Eine Versagung der Restschuldbefreiung kommt unter anderem dann in Betracht, wenn der Schuldner seine Erwerbsobliegenheiten verletzt, wegen Insolvenzstraftaten verurteilt wird, unter Umständen, wenn er in den letzten 3 Jahren vor dem Insolvenzantrag bzw. danach vorsätzlich oder grob fahrlässig schriftlich unrichtige oder unvollständige Angaben über seine wirtschaftlichen Verhältnisse gemacht hat, er in den letzten drei Jahren vor dem Antrag bzw. danach Vermögen verschwendet oder auch Auskunfts- und Mitwirkungspflichten verletzt hat.
Von der Restschuldbefreiung ausgenommen sind solche Forderungen, die aufgrund einer vorsätzlichen unerlaubten Handlung gegen den Schuldner begründet worden sind. Ebenfalls ausgenommen sind Forderungen aus rückständigem Unterhalt, wenn der Schuldner pflichtwidrig seinen Unterhaltsverpflichtungen nicht nachgekommen ist und der Gläubiger die Forderung zur Tabelle angemeldet hat. Auch Steuerstraftäter können nicht im Wege der Restschuldbefreiung von Ihren Verbindlichkeiten befreit werden.

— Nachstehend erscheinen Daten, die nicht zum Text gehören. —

//! Name-based gender guess used when a family member has no explicit gender.
//!
//! Unlisted names get a coin flip from the caller's random source, so the
//! same unknown name can yield different answers across calls.

use super::catalog::Gender;
use crate::utils::random::RandomSource;

const FEMALE_NAMES: &[&str] = &[
    "priya", "kamala", "ananya", "maya", "sita", "rita", "meera", "kavya", "asha", "suma",
];

const MALE_NAMES: &[&str] = &[
    "arjun", "rohan", "raj", "amit", "vikram", "suresh", "ravi", "kiran", "dev", "anil",
];

/// Deterministic part of the guess: `None` when neither list matches.
///
/// Only the first space-separated token is inspected, and a list entry
/// matches when it is contained anywhere in that token.
pub fn known_gender(name: &str) -> Option<Gender> {
    let lower = name.to_lowercase();
    let first_name = lower.split(' ').next().unwrap_or_default();

    if FEMALE_NAMES.iter().any(|n| first_name.contains(n)) {
        Some(Gender::Female)
    } else if MALE_NAMES.iter().any(|n| first_name.contains(n)) {
        Some(Gender::Male)
    } else {
        None
    }
}

pub fn infer_gender(name: &str, rng: &mut dyn RandomSource) -> Gender {
    known_gender(name).unwrap_or_else(|| {
        let guess = if rng.next_bool() {
            Gender::Female
        } else {
            Gender::Male
        };
        tracing::debug!(name, ?guess, "unlisted name, guessing gender");
        guess
    })
}

#[cfg(test)]
mod tests {
    use super::*;
    use crate::utils::random::{SequenceRandom, ThreadRandom};

    #[test]
    fn listed_names_resolve() {
        let mut rng = ThreadRandom;
        assert_eq!(infer_gender("Priya Sharma", &mut rng), Gender::Female);
        assert_eq!(infer_gender("Arjun Sharma", &mut rng), Gender::Male);
        assert_eq!(infer_gender("KAMALA Patel", &mut rng), Gender::Female);
    }

    #[test]
    fn only_first_token_counts() {
        // "ravi" appears in the surname only
        assert_eq!(known_gender("Zed Ravindran"), None);
    }

    #[test]
    fn containment_not_equality() {
        assert_eq!(known_gender("Devika"), Some(Gender::Male));
        assert_eq!(known_gender("Rajesh Kumar"), Some(Gender::Male));
    }

    #[test]
    fn female_list_checked_first() {
        // contains both "maya" and "raj"
        assert_eq!(known_gender("Rajmaya"), Some(Gender::Female));
    }

    #[test]
    fn unlisted_name_uses_random_source() {
        let mut rng = SequenceRandom::new(vec![1, 0]);
        assert_eq!(infer_gender("Zzyzx Qor", &mut rng), Gender::Female);
        assert_eq!(infer_gender("Zzyzx Qor", &mut rng), Gender::Male);
        assert_eq!(rng.draws(), 2);
    }

    #[test]
    fn listed_name_consumes_no_randomness() {
        let mut rng = SequenceRandom::new(vec![1]);
        infer_gender("Meera", &mut rng);
        assert_eq!(rng.draws(), 0);
    }

    #[test]
    fn empty_name_does_not_panic() {
        let mut rng = ThreadRandom;
        let g = infer_gender("", &mut rng);
        assert!(Gender::ALL.contains(&g));
    }
}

Verstößt der Schuldner gegen seine Pflichten und Obliegenheiten, kann das Gericht bereits während der Dauer der Wohlverhaltensperiode die Restschuldbefreiung versagen. Konnte der Gläubiger bislang einen Versagungsantrag nur im Schlusstermin stellen, kann er jetzt während des gesamten Verfahrens einen schriftlichen Antrag auf Versagung der Restschuldbefreiung stellen. Ist dem Gläubiger der Versagungsgrund erst nachträglich bekannt geworden, kann er jetzt auch nach dem Schlusstermin innerhalb einer Frist von sechs Monaten ab Kenntnis der Gründe einen Versagungsantrag stellen. Die Versagung der Restschuldbefreiung wird im Schuldnerverzeichnis eingetragen.